To hear the US tell it, “pro-regime” forces launched an “unprovoked attack” on a “well-established” headquarters of the “Syrian Democratic Forces” (SDF), among whom were US personnel. (One denizen of the fever swamps assures us the attack was for the purpose of killing Americans and was approved personally by Russian President Vladimir Putin!) So, naturally, in “self-defense,” American planes and artillery struck the “advancing aggressor force,” killing dozens, perhaps hundreds, of Russian “mercenaries.”
To hear Russia and pro-Russian sources tell it, Syrian government and pro-government militia were fighting off an SDF and ISIS joint attack when they were hit by American air power, killing an unknown number of Syrians and perhaps five Russian private military contractors. Reports of higher numbers are “a classic example of disinformation,” according to Moscow, and were first peddled by sources close to anti-government jihadists, then picked up by Western media.
Whatever the real story is, one thing is clear: the US is hunkering down in Syria to stay.
The question is, why?
It isn’t to defeat ISIS, the destruction of which was the sole reason the US needed to be involved in Syria, then-candidate Donald Trump said during the 2016 campaign.
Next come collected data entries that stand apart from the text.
use std::sync::Arc;
use std::time::Instant;

use crate::config::Config;

/// Read-only state handed to every handler. Calculations themselves are stateless.
#[derive(Clone, Debug)]
pub struct AppState {
    pub config: Arc<Config>,
    pub started_at: Instant,
}

impl AppState {
    pub fn new(config: Config) -> Self {
        Self {
            config: Arc::new(config),
            started_at: Instant::now(),
        }
    }

    pub fn uptime_seconds(&self) -> u64 {
        self.started_at.elapsed().as_secs()
    }
}
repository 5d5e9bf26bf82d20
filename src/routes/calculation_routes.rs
use axum::{Router, routing::get};

use crate::controllers::calculation_controller::{calculate, calculate_query, get_defaults, health};
use crate::shared_state::AppState;

/// Build the `/api/*` sub-router.
pub fn api_routes(state: AppState) -> Router {
    Router::new()
        .route("/calculate", get(calculate_query).post(calculate))
        .route("/defaults", get(get_defaults))
        .route("/health", get(health))
        .with_state(state)
}
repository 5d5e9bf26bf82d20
pub mod site;
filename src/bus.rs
// CLASSIFICATION: COMMUNITY
// Filename: bus.rs v0.2
// Author: Lukas Bower
// Date Modified: 2026-05-02

//! Bus-bandwidth boundary.
//!
//! Each frequency step may carry a bandwidth requirement which the table
//! builder expands into one vector per configured `(src, dst)` endpoint
//! pair. The aggregator selects a usecase index and pushes it through the
//! [`BandwidthClient`] trait; registration of the usecase list with the bus
//! framework happens outside this crate.

use std::sync::atomic::{AtomicBool, Ordering};
use std::sync::Mutex;

use crate::errors::BandwidthError;

/// One bandwidth request path in bytes per second.
#[derive(Debug, Clone, Copy, PartialEq, Eq)]
pub struct BwVector {
    pub src: u32,
    pub dst: u32,
    pub ib_bps: u64,
}

/// The full set of path vectors for one frequency step.
#[derive(Debug, Clone, PartialEq, Eq, Default)]
pub struct BwUsecase {
    pub vectors: Vec<BwVector>,
}

/// Client handle used to switch the active bandwidth usecase.
pub trait BandwidthClient: Send + Sync {
    fn update_request(&self, usecase: usize) -> Result<(), BandwidthError>;
}

/// Records usecase updates; stands in for a real bus client in tests.
#[derive(Default)]
pub struct RecordingBandwidthClient {
    requests: Mutex<Vec<usize>>,
    fail: AtomicBool,
}

impl RecordingBandwidthClient {
    pub fn new() -> Self {
        Self::default()
    }

    pub fn requests(&self) -> Vec<usize> {
        self.requests.lock().unwrap().clone()
    }

    pub fn last_request(&self) -> Option<usize> {
        self.requests.lock().unwrap().last().copied()
    }

    pub fn set_fail(&self, fail: bool) {
        self.fail.store(fail, Ordering::SeqCst);
    }
}

impl BandwidthClient for RecordingBandwidthClient {
    fn update_request(&self, usecase: usize) -> Result<(), BandwidthError> {
        if self.fail.load(Ordering::SeqCst) {
            return Err(BandwidthError::Rejected(usecase));
        }
        self.requests.lock().unwrap().push(usecase);
        Ok(())
    }
}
Even that mission would not make the presence of American forces there legal, but at least it’s some kind of explanation.
But is President Trump even calling the shots? There’s reason to think not. As related in the Washington Post (that very ‘truthful’ mainstream outlet, so you know it’s not fake news), the following exchange took place between Trump and Defense Secretary James Mattis:
Last summer, Trump was weighing plans to send more soldiers to Afghanistan and was contemplating the military’s request for more-aggressive measures to target Islamic State (IS, formerly ISIS) affiliates in North Africa. In a meeting with his top national security aides, the president grew frustrated.
“You guys want me to send troops everywhere,” Trump said, according to officials in the Situation Room meeting. “What’s the justification?”
“Sir, we’re doing it to prevent a bomb from going off in Times Square,” Mattis replied.
The response angered Trump, who insisted that Mattis could make the same argument about almost any country on the planet.
That was about Afghanistan, where Trump stifled what he admits was his own instinct to get out and instead allowed the “professionals” to talk him into doubling down on the same policy that has failed for the past 17 years.
It seems that Syria fits the same pattern. The permanence of the intended US presence in Syria was signaled recently by Secretary of State Rex Tillerson. Speaking at a meeting in Kuwait at a meeting of the global coalition fighting against ISIS – a coalition that includes neither Russia, nor Iran, nor Syria itself! – Tillerson pledged $200 million for aid in rebuilding Syria as well as aid for Iraq. “If communities in Iraq and Syria cannot return to normal life, we risk the return of conditions that allowed ISIS to take and control vast territory,” said Tillerson. (The State Department’s resident News Barbie tweeted recently: “The U.S. is the # 1 contributor to humanitarian aid in #Iraq, the # 1 contributor in stabilization assistance, and the # 1 contributor in military support.”)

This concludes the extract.